The concept of grand strategy comes to us from the German military writer Carl von Clausewitz. Tactics, said Clausewitz, was about winning battles; strategy was about winning campaigns and wars. Grand strategy was about deciding what wars to fight. Tactics was for generals and other officers; strategy was the business of the general military headquarters; and grand strategy was for ministers and kings.

Not anymore. Clausewitz’s vision of leadership and strategy dates from the image Joseph Addison developed to describe military leadership in his 1705 poem “The Campaign,” on the Duke of Marlborough’s victory at the Battle of Blenheim. Addison depicts an organizational, professional heroism that reflected the new realities of the modern world. Leaders no longer showed their courage as Homeric heroes had done in personal combat, but in their cool-headed ability to shape gigantic events. As the Battle of Blenheim raged, Addison wrote that Marlborough:

Amidst confusion, horror, and despair,

Examin’d all the dreadful scenes of war:

In peaceful thought the field of death survey’d,

To fainting squadrons sent the timely aid,

Inspir’d repuls’d battalions to engage,

And taught the dreadful battle where to rage.

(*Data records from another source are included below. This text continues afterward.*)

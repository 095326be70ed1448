//! Booking request and confirmation values.
//!
//! Bookings are validated against the hotel catalogue and confirmed, but never
//! stored.

use super::HotelId;

/// Unvalidated booking request as received from a caller.
///
/// Every field is optional so that the booking service, not the transport,
/// decides which omissions are errors and in which order they are reported.
#[derive(Debug, Clone, Default, PartialEq, Eq)]
pub struct BookingRequest {
    pub hotel_id: Option<String>,
    pub customer_name: Option<String>,
    pub check_in: Option<String>,
    pub nights: Option<i32>,
}

/// Outcome of a successful booking validation.
#[derive(Debug, Clone, PartialEq, Eq)]
pub struct BookingConfirmation {
    hotel_id: HotelId,
    hotel_name: String,
}

impl BookingConfirmation {
    pub fn new(hotel_id: HotelId, hotel_name: impl Into<String>) -> Self {
        Self {
            hotel_id,
            hotel_name: hotel_name.into(),
        }
    }

    pub fn hotel_id(&self) -> &HotelId {
        &self.hotel_id
    }

    pub fn hotel_name(&self) -> &str {
        self.hotel_name.as_str()
    }

    /// Text returned to the caller.
    ///
    /// # Examples
    /// ```
    /// use hotel_backend::domain::{BookingConfirmation, HotelId};
    ///
    /// let confirmation = BookingConfirmation::new(HotelId::new("h1"), "Plaza");
    /// assert_eq!(confirmation.message(), "Reserva confirmada para el hotel: Plaza");
    /// ```
    pub fn message(&self) -> String {
        format!("Reserva confirmada para el hotel: {}", self.hotel_name)
    }
}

So when an angel by divine command

With rising tempests shaks a guilty land,

Such as of late o’er pale Britannia past,

Calm and serene he drives the furious blast;

And, pleas’d th’ Almighty’s orders to perform,

Rides in the whirlwind, and directs the storm.*

That may have been the way things worked at Blenheim and on the Prussian general staff, but it is not the way things work in America today. There is no angel in our whirlwind, no central guiding intelligence organizing American foreign policy into a coherent whole. Our civil society is larger, more dynamic, and more global in its reach than anything Clausewitz saw in Germany, and our officials are weaker than the elite that governed Germany in Bismarck and Clausewitz’s day. Clausewitzian grand strategy requires long-term thinking; American officials are condemned by the realities of domestic politics to short-term thinking tied to election cycles and, for presidents, the two-term limit. Conventional Clausewitzian grand strategy also requires central direction. A Bismarck could ignore the German Reichstag and, with his thirty-eight years in power in first Prussia and then the Ger- man Empire, subordinate the bureaucracy to his will. No American president, much less secretary of state, ever gets this kind of power. Then there is Congress, a collection of whirlwinds in which angels are notably scarce, consisting of two houses each with its own set of rules, procedures, and powerful committees, and each jealous of its own powers and eager to check presidents and impose the (sometimes conflicting) visions of its power-

* Joseph Addison, “The Campaign,” in The Works of the English Poets, with Prefaces, Biographical and Critical, ed. Samuel Johnson (London: H. Baldwin, 1779), 23:51–67.

ful members and constituencies on American foreign policy.

The ever-shifting views of public opinion set and reset the boundaries of the possible for officeholders. When an American president is doing well in the polls, he can defy Congress and impose his will on the process; when the poll numbers fall, so does his power in Washington. As a result, American foreign policy reflects the vector of the impulses and interests, convictions and half-conscious biases of large numbers of people. It is a mall, not a boutique—a conglomeration of sometimes competing retailers offering a wide variety of products to a miscellaneous assemblage of consumers from every race and class rather than a single store with a focused strategy targeting a handful of carefully selected items for a narrow market. Nobody wants everything in the mall, and everybody thinks some of the merchandise on display is just awful, but most people can find something they like.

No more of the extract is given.